Absolute quantification of Mycoplasma pneumoniae in infected patients by droplet digital PCR to track disease severity and treatment efficacy.

Mycoplasma pneumoniae is a common causative pathogen of community-acquired pneumonia. An accurate and sensitive detection method is important for evaluating disease severity and treatment efficacy. Digital droplet PCR (ddPCR) is a competent method enabling the absolute quantification of DNA copy number with high precision and sensitivity. We established ddPCR for M. pneumoniae detection, using clinical specimens for validation, and this showed excellent specificity for M. pneumoniae. The limit of detection of ddPCR was 2.9 copies/reaction, while that for real-time PCR was 10.8 copies/reaction. In total, 178 clinical samples were used to evaluate the ddPCR assay, which correctly identified and differentiated 80 positive samples, whereas the real-time PCR tested 79 samples as positive.
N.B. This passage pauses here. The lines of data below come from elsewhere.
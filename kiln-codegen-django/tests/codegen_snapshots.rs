//! End-to-end tests for Django code generation.
//!
//! Each test parses a kiln.toml, runs the pipeline and checks the rendered
//! Python modules.

use std::str::FromStr;

use kiln_codegen::{generation::generate, pipeline::Pipeline};
use kiln_codegen_django::DjangoAdapter;
use kiln_core::Overwrite;
use kiln_manifest::Manifest;

/// Generate files from a manifest, sorted by path.
fn generate_files(manifest_toml: &str) -> Vec<(String, String)> {
    let manifest = Manifest::from_str(manifest_toml).expect("Failed to parse manifest");
    let ctx = Pipeline::new().run(manifest).expect("Pipeline failed");
    let outcome = generate(&ctx, &DjangoAdapter).expect("Generation failed");

    let mut result: Vec<(String, String)> = outcome
        .artifacts
        .into_iter()
        .map(|a| (a.relative_path, a.content))
        .collect();
    result.sort_by(|a, b| a.0.cmp(&b.0));
    result
}

fn get_file<'a>(files: &'a [(String, String)], path: &str) -> Option<&'a str> {
    files
        .iter()
        .find(|(p, _)| p == path)
        .map(|(_, c)| c.as_str())
}

const LIBRARY: &str = r#"
    [project]
    name = "library"
    stack = "django"

    [metadata]
    audit_fields = true
    soft_delete = true

    [classes.Author]
    [[classes.Author.attributes]]
    name = "fullName"
    type = "String"
    nullable = false

    [[classes.Author.relationships]]
    target = "BookLoan"
    cardinality = "one-to-many"
    field = "loans"
    inverse_field = "author"

    [classes.BookLoan]
    stateful = true

    [[classes.BookLoan.attributes]]
    name = "dueOn"
    type = "Date"

    [[classes.BookLoan.attributes]]
    name = "copies"
    type = "Integer"
"#;

#[test]
fn test_file_layout() {
    let files = generate_files(LIBRARY);
    let paths: Vec<&str> = files.iter().map(|(p, _)| p.as_str()).collect();

    insta::assert_snapshot!(paths.join("\n"), @r"
    library/models/author.py
    library/models/book_loan.py
    library/repositories/author_repository.py
    library/repositories/book_loan_repository.py
    library/services/author_service.py
    library/services/book_loan_service.py
    library/views/author_views.py
    library/views/book_loan_views.py
    ");
}

#[test]
fn test_model_relations() {
    let files = generate_files(LIBRARY);

    let author = get_file(&files, "library/models/author.py").expect("author.py not found");
    assert!(author.starts_with("# Generated by kiln."));
    assert!(author.contains("class Author(models.Model):"));
    assert!(author.contains("full_name = models.CharField(max_length=255, db_column=\"full_name\")"));
    assert!(!author.contains("loans ="));

    let loan = get_file(&files, "library/models/book_loan.py").expect("book_loan.py not found");
    assert!(loan.contains("author = models.ForeignKey(\"Author\", on_delete=models.SET_NULL, related_name=\"loans\", null=True, blank=True, db_column=\"author_id\")"));
    assert!(loan.contains("from .book_loan_status import BookLoanStatus, can_transition"));
    assert!(loan.contains("deleted_at = models.DateTimeField(null=True, blank=True, db_column=\"deleted_at\")"));
    assert!(loan.contains("    class Meta:\n        db_table = \"book_loan\""));
}

#[test]
fn test_repository_hides_deleted_rows() {
    let files = generate_files(LIBRARY);
    let repository = get_file(&files, "library/repositories/book_loan_repository.py")
        .expect("book_loan_repository.py not found");

    assert!(repository.contains("return list(self._live().filter(author_id=author_id))"));
    assert!(repository.contains("def find_deleted(self) -> list[BookLoan]:"));
    assert!(repository.contains("BookLoan.objects.filter(id=id).update(deleted_at=timezone.now())"));
}

#[test]
fn test_views_and_urls() {
    let files = generate_files(LIBRARY);
    let views = get_file(&files, "library/views/book_loan_views.py")
        .expect("book_loan_views.py not found");

    assert!(views.contains("class BookLoanSerializer(serializers.ModelSerializer):"));
    assert!(views.contains("path(\"book-loans/<uuid:id>/status\", BookLoanUpdateStatusView.as_view()),"));
    assert!(views.contains("path(\"book-loans/status/<str:status>\", BookLoanFindByStatusView.as_view()),"));
    assert!(views.contains("result = self.service.find_by_status(status)"));
}

#[test]
fn test_write_to_disk() {
    let manifest = Manifest::from_str(LIBRARY).unwrap();
    let ctx = Pipeline::new().run(manifest).unwrap();
    let outcome = generate(&ctx, &DjangoAdapter).unwrap();
    let temp = tempfile::tempdir().unwrap();

    let stats = outcome
        .into_registry(Overwrite::IfMissing)
        .write_all(temp.path())
        .unwrap();
    assert_eq!(stats.written, 8);

    let content =
        std::fs::read_to_string(temp.path().join("library/services/book_loan_service.py"))
            .unwrap();
    assert!(content.contains("class BookLoanService:"));
}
One sample that tested negative in real-time PCR was positive in ddPCR, with a bacterial load of three copies/test. For samples that tested positive in both methods, the cycle threshold of real-time PCR was highly correlated with the copy number of ddPCR. Bacterial loads in patients with severe M. pneumoniae pneumonia were significantly higher than those in patients with general M. pneumoniae pneumonia. The ddPCR showed that bacterial loads were significantly decreased after macrolide treatment, which could have reflected the treatment efficacy. The proposed ddPCR assay was sensitive and specific for the detection of M. pneumoniae. Quantitative monitoring of bacterial load in clinical samples could help clinicians to evaluate treatment efficacy.